To do »
Reproduce this listing from its first line through the line with "pub fn os_str_to_utf8(value: &OsStr)", inclusive, leaving out all that follows.

Supplied information »
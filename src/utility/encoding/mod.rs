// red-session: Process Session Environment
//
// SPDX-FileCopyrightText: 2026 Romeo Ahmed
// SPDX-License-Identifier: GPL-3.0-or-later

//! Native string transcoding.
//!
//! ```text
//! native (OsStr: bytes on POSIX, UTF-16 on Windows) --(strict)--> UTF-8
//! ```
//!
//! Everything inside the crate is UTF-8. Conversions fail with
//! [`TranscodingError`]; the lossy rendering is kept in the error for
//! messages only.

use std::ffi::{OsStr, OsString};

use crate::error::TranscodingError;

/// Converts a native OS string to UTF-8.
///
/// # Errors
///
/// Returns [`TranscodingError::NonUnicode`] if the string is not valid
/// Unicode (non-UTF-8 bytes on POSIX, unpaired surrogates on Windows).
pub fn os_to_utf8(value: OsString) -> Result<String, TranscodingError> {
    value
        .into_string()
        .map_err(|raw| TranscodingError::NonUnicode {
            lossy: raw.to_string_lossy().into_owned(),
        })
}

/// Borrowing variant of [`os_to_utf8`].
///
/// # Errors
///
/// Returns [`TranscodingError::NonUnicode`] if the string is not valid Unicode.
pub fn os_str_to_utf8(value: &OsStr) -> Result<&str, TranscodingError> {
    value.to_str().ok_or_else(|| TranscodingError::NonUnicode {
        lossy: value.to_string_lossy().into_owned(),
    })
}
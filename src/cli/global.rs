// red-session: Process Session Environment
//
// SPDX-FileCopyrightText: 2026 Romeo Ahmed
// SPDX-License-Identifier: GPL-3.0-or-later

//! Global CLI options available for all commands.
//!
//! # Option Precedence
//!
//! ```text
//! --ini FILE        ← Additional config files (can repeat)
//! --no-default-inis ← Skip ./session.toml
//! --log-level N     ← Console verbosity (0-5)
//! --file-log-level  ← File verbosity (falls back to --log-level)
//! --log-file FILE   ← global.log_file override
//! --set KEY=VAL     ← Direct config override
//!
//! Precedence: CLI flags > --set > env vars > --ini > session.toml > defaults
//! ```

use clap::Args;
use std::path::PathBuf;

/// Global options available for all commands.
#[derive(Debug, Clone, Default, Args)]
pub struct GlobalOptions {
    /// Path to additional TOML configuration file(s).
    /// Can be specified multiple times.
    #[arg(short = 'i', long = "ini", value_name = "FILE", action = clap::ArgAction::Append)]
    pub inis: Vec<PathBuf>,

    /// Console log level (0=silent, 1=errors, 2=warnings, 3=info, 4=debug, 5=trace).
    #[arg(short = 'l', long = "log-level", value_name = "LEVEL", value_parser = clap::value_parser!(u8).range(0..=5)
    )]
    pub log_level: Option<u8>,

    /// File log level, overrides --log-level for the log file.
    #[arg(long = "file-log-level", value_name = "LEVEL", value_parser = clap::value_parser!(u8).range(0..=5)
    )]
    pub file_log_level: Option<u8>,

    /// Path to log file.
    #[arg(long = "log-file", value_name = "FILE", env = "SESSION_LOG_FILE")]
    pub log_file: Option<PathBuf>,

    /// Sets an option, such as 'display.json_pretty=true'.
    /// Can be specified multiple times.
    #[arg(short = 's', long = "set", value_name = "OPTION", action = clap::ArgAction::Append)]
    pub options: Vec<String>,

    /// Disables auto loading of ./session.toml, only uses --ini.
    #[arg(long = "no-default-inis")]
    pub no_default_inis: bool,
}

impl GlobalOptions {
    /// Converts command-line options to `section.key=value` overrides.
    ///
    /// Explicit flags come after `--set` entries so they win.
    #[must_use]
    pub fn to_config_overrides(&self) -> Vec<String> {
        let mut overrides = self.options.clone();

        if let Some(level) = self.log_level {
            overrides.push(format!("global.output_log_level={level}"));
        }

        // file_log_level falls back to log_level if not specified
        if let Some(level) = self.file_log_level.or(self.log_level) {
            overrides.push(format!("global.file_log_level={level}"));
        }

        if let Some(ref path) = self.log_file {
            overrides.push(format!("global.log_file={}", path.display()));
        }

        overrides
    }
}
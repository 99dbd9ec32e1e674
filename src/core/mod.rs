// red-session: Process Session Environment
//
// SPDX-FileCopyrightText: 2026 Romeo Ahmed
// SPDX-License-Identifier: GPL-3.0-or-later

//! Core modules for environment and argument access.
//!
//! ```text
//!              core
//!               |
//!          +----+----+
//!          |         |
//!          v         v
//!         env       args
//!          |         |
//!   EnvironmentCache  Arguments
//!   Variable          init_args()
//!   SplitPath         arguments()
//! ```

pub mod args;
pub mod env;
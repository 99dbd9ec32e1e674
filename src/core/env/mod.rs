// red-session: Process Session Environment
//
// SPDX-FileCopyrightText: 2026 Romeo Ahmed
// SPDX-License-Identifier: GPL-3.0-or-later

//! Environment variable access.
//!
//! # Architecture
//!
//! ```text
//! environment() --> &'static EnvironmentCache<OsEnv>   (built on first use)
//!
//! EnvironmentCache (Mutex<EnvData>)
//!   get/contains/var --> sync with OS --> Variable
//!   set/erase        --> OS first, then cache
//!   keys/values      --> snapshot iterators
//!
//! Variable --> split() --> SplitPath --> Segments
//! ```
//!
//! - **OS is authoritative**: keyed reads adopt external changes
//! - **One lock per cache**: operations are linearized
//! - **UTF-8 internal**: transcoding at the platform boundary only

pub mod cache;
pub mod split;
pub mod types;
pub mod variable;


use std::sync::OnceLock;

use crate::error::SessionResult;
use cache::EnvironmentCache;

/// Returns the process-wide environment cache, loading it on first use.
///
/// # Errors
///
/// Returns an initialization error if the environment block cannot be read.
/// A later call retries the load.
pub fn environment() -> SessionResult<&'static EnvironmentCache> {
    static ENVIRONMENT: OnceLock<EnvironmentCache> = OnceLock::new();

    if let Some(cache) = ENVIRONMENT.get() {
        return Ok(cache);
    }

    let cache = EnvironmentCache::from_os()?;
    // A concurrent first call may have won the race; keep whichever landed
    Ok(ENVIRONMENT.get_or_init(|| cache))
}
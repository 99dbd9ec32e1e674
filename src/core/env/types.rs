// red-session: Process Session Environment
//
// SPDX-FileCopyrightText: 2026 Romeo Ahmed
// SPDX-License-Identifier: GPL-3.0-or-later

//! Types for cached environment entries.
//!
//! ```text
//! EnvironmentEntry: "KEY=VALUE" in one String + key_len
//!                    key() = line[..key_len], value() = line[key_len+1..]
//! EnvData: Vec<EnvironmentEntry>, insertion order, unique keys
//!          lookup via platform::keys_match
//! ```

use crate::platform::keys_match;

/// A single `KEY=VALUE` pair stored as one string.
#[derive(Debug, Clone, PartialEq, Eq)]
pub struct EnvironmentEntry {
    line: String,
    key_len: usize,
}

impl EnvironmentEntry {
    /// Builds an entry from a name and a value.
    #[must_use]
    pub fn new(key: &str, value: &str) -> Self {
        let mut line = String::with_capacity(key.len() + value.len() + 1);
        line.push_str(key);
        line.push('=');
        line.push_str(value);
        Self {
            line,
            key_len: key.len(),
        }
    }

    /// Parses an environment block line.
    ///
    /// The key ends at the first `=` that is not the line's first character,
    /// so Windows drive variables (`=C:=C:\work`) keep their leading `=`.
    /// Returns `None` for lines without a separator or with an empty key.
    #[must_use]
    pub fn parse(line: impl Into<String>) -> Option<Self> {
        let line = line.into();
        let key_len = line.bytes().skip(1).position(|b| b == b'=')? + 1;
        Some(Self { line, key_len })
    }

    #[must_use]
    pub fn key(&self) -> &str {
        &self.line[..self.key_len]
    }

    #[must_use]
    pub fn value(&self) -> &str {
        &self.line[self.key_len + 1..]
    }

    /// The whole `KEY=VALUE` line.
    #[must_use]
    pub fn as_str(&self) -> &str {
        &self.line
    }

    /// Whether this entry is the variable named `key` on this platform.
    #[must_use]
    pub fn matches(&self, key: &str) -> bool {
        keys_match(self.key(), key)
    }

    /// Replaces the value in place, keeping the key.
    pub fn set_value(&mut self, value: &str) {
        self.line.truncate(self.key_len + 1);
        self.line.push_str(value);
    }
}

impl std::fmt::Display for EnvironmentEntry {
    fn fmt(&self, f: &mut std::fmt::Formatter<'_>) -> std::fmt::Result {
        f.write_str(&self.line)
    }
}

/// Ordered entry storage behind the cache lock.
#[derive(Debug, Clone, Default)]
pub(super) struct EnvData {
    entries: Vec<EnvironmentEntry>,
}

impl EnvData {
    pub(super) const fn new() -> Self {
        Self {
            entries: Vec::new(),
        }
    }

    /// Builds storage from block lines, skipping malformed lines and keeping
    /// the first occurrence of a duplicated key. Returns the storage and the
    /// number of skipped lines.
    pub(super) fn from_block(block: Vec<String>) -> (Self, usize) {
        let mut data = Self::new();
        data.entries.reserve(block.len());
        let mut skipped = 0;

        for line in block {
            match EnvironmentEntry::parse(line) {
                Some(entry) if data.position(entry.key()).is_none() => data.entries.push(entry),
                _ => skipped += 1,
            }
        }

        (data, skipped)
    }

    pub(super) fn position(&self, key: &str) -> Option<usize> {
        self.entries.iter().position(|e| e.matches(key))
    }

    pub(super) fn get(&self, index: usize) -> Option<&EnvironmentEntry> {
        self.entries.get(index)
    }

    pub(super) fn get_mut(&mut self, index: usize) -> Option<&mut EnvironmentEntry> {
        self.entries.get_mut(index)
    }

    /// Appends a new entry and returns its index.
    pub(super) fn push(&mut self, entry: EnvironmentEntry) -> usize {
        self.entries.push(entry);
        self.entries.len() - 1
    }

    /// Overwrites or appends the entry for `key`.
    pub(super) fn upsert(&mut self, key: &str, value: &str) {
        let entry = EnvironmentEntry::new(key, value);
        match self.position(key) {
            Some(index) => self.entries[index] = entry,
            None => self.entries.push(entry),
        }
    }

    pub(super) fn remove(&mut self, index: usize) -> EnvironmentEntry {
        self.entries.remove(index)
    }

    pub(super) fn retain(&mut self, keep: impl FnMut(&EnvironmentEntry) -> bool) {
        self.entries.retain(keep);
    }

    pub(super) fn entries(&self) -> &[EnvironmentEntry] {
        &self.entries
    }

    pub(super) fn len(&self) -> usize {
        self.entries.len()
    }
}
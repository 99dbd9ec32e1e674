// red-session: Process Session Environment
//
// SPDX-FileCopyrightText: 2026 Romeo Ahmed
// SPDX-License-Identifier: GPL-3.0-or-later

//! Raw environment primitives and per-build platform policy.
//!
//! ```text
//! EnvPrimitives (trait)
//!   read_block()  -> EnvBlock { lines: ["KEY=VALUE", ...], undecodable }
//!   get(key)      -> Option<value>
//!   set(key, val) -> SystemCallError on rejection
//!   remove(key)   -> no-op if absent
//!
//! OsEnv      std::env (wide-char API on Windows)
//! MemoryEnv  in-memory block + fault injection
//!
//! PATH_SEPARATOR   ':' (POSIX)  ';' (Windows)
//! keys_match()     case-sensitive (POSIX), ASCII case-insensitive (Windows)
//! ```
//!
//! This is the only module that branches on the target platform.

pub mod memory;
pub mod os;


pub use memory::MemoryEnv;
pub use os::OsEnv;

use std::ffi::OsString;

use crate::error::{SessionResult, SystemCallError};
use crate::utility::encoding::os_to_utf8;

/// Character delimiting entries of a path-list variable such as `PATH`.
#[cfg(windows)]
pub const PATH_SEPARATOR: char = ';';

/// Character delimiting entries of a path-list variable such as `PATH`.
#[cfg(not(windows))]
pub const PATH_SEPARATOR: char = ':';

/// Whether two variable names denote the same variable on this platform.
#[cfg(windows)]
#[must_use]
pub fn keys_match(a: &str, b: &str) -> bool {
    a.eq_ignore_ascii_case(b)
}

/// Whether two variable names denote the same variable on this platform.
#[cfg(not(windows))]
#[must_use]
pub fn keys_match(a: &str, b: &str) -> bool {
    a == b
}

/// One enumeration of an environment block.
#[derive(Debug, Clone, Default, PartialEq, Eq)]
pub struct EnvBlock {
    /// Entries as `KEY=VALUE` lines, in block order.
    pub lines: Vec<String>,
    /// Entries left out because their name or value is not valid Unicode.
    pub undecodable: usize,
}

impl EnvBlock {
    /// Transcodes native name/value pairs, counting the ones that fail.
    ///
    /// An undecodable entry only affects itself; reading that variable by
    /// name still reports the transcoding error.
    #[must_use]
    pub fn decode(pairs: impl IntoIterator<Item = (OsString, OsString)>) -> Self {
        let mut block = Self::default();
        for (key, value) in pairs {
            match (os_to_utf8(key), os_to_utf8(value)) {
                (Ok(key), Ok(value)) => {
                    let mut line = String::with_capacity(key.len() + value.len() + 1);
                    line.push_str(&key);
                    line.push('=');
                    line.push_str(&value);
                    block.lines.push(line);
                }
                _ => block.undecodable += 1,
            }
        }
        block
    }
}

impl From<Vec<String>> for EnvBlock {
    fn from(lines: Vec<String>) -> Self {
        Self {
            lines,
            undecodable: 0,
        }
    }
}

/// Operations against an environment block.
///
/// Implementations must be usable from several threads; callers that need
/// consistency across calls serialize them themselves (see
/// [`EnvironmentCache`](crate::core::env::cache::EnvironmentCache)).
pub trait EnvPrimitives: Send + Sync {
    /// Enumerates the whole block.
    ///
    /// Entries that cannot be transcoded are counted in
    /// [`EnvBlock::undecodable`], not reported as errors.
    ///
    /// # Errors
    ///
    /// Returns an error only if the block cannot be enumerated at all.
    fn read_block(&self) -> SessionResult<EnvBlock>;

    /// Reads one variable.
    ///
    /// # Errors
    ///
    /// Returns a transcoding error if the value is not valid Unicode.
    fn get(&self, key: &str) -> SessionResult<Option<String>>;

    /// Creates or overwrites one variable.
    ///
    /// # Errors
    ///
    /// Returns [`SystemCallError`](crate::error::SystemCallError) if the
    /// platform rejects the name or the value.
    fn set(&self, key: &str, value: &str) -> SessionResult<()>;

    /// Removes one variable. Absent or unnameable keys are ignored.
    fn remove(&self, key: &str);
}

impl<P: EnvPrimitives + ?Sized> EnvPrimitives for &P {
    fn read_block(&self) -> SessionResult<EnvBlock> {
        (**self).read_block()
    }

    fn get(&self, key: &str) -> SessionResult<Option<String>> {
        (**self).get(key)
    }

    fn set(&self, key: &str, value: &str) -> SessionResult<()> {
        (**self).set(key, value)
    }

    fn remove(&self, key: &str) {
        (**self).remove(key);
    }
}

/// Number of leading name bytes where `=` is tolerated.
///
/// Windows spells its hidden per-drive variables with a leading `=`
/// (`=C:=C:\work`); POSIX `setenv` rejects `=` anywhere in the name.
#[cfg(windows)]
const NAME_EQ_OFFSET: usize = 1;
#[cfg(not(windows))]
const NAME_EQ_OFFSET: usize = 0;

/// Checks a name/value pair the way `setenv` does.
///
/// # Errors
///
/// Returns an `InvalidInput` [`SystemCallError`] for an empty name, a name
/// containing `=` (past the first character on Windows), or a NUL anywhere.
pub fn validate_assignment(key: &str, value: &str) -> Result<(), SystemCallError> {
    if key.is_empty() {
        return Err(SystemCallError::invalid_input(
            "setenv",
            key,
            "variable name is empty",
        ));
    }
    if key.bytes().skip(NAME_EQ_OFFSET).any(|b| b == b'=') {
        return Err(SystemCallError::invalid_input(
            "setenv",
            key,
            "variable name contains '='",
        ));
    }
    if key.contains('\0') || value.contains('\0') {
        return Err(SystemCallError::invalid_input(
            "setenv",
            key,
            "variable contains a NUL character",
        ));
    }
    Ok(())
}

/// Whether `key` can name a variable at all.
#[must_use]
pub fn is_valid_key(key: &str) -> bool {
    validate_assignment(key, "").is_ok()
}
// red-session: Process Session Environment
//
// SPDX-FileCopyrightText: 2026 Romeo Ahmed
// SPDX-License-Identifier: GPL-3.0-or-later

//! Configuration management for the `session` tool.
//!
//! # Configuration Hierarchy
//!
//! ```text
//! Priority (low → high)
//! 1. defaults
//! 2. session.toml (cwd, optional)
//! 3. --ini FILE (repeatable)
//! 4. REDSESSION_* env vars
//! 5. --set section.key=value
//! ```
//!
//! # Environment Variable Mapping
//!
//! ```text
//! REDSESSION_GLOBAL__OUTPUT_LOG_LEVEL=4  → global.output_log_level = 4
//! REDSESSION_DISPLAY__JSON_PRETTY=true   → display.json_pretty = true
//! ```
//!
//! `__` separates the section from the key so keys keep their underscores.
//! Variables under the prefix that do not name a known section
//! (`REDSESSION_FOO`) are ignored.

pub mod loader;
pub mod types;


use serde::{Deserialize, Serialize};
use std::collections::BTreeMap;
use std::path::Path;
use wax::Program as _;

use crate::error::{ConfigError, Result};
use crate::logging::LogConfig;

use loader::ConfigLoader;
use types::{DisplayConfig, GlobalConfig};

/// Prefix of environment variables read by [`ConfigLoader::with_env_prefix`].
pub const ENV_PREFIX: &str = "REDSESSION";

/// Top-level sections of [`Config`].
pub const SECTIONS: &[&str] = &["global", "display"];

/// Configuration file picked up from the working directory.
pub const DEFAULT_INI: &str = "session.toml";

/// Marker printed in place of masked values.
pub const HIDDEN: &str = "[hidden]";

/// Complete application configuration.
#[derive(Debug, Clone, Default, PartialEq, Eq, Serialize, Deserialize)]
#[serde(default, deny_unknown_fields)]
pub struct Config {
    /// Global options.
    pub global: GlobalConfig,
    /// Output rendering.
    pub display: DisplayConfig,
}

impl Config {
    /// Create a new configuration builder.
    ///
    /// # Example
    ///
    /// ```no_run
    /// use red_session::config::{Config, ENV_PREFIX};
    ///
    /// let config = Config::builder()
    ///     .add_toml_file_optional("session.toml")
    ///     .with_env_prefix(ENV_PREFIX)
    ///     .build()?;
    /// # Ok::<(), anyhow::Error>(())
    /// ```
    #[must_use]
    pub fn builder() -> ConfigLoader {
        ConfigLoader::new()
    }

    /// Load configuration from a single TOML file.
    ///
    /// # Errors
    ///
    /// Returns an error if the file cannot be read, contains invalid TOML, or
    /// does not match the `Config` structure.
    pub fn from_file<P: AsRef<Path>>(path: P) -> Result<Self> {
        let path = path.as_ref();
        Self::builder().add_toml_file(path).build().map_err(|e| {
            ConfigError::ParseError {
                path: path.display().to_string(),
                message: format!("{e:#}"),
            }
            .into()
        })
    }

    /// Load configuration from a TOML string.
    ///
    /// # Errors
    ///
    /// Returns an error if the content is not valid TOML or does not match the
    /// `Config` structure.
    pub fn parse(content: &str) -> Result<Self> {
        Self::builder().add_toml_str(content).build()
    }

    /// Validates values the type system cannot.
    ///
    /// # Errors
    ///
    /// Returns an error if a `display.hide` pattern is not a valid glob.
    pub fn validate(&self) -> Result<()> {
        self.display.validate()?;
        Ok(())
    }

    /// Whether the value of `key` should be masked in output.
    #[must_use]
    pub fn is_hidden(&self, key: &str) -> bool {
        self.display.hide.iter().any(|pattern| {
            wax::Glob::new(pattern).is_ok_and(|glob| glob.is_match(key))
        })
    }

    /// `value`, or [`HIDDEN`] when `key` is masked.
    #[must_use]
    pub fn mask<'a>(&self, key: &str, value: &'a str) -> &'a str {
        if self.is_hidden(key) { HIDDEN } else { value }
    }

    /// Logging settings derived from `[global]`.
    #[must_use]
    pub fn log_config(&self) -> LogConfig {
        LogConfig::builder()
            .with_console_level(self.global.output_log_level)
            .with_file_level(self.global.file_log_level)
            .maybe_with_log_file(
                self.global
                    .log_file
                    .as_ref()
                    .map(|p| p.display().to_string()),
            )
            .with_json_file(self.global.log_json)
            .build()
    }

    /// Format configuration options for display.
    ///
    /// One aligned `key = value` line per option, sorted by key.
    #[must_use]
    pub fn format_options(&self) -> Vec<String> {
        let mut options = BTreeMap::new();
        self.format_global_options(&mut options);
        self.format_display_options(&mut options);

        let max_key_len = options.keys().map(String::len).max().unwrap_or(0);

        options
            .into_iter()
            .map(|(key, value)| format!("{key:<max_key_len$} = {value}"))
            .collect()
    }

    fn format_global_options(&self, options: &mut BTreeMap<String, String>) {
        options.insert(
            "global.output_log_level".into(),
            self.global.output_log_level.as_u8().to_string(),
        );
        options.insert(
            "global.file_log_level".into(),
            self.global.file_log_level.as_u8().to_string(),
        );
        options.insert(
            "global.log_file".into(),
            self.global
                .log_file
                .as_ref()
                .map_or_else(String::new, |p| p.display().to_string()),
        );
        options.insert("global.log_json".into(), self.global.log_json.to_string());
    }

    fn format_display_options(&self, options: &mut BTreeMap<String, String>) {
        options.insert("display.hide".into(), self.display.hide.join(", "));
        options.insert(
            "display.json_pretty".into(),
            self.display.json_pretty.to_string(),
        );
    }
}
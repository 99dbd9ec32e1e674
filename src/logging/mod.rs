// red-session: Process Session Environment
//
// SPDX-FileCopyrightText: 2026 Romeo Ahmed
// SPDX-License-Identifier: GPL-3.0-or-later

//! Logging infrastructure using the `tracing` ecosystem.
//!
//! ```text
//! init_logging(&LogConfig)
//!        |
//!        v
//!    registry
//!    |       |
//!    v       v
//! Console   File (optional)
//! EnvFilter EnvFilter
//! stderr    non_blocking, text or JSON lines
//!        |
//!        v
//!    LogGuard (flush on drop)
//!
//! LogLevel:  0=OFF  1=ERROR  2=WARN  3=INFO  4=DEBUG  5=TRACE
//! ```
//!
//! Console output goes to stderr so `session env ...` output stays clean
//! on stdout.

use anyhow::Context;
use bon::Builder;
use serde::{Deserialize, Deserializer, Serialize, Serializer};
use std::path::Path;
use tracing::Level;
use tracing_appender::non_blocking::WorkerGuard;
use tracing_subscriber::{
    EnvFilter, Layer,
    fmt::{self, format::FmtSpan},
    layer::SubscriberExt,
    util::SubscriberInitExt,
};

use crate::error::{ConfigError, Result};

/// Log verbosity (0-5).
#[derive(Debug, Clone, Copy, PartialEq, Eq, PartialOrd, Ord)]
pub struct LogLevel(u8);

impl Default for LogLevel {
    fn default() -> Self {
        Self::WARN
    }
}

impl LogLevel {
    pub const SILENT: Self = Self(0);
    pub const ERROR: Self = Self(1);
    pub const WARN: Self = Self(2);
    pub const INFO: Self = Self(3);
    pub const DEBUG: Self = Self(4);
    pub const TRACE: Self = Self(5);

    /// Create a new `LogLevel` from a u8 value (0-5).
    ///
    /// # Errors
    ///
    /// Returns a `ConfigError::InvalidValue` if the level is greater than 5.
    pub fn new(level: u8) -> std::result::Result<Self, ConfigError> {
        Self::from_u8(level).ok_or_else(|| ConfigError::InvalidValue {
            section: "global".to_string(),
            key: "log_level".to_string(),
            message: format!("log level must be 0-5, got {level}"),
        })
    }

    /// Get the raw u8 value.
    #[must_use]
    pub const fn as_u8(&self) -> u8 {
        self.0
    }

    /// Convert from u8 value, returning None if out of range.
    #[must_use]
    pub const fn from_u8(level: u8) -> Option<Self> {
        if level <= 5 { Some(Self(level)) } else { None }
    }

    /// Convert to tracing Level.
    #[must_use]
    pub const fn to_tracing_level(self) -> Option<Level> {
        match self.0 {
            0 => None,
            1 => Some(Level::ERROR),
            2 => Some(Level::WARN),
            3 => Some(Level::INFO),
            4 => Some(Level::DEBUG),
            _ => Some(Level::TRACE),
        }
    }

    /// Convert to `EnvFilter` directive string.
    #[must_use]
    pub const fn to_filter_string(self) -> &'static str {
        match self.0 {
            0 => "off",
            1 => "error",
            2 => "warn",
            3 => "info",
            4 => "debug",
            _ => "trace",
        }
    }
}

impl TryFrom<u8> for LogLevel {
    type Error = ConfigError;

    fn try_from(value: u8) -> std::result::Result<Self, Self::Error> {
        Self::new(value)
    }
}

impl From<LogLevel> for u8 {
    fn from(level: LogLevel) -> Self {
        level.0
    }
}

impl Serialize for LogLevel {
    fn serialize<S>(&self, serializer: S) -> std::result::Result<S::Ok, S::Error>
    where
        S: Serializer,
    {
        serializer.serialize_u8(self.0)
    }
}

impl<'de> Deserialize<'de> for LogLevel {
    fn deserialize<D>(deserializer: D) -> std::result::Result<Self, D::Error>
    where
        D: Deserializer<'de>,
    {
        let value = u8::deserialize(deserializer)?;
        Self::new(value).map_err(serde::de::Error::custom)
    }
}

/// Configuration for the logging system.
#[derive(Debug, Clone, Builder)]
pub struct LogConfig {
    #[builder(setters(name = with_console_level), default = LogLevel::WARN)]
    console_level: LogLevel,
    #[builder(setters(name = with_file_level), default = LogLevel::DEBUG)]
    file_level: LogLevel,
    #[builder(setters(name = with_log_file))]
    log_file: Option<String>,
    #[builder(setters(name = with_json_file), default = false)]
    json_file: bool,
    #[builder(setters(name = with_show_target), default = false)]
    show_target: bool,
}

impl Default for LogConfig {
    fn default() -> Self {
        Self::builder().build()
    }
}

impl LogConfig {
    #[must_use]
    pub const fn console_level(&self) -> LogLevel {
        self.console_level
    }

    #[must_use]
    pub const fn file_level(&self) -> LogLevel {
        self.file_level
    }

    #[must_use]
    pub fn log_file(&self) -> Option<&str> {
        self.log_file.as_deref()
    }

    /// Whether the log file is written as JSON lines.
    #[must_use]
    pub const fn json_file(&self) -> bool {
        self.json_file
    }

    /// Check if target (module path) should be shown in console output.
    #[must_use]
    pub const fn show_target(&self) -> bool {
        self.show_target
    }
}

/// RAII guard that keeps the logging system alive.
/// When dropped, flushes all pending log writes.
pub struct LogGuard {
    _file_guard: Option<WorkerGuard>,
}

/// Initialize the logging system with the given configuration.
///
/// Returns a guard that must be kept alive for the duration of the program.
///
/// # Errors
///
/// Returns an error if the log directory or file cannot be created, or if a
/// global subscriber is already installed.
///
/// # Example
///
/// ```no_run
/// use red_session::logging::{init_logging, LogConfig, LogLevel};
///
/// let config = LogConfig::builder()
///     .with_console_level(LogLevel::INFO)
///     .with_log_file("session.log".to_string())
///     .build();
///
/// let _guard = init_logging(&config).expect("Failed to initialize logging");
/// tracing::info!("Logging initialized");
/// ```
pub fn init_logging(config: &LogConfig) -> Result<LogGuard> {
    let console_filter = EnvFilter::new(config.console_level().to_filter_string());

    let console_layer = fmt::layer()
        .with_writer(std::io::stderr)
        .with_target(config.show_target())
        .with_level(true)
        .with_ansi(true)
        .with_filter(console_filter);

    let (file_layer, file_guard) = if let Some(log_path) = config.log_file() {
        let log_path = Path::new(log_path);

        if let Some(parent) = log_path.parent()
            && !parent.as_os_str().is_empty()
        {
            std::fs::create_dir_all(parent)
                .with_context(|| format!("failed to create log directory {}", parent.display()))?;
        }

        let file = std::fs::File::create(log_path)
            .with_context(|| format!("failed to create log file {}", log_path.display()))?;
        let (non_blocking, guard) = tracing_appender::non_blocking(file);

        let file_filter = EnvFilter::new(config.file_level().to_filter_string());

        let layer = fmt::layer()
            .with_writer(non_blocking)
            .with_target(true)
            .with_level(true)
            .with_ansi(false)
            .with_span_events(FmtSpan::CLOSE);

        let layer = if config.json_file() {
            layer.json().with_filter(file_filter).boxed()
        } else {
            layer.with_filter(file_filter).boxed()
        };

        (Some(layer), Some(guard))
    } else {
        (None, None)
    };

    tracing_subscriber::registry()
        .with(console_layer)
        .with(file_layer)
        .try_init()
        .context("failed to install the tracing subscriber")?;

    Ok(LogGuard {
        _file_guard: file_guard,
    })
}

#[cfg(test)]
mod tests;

Answer area »
filename src/utility/encoding/mod.rs
// red-session: Process Session Environment
//
// SPDX-FileCopyrightText: 2026 Romeo Ahmed
// SPDX-License-Identifier: GPL-3.0-or-later

//! Native string transcoding.
//!
//! ```text
//! native (OsStr: bytes on POSIX, UTF-16 on Windows) --(strict)--> UTF-8
//! ```
//!
//! Everything inside the crate is UTF-8. Conversions fail with
//! [`TranscodingError`]; the lossy rendering is kept in the error for
//! messages only.

use std::ffi::{OsStr, OsString};

use crate::error::TranscodingError;

/// Converts a native OS string to UTF-8.
///
/// # Errors
///
/// Returns [`TranscodingError::NonUnicode`] if the string is not valid
/// Unicode (non-UTF-8 bytes on POSIX, unpaired surrogates on Windows).
pub fn os_to_utf8(value: OsString) -> Result<String, TranscodingError> {
    value
        .into_string()
        .map_err(|raw| TranscodingError::NonUnicode {
            lossy: raw.to_string_lossy().into_owned(),
        })
}

/// Borrowing variant of [`os_to_utf8`].
///
/// # Errors
///
/// Returns [`TranscodingError::NonUnicode`] if the string is not valid Unicode.
pub fn os_str_to_utf8(value: &OsStr) -> Result<&str, TranscodingError> {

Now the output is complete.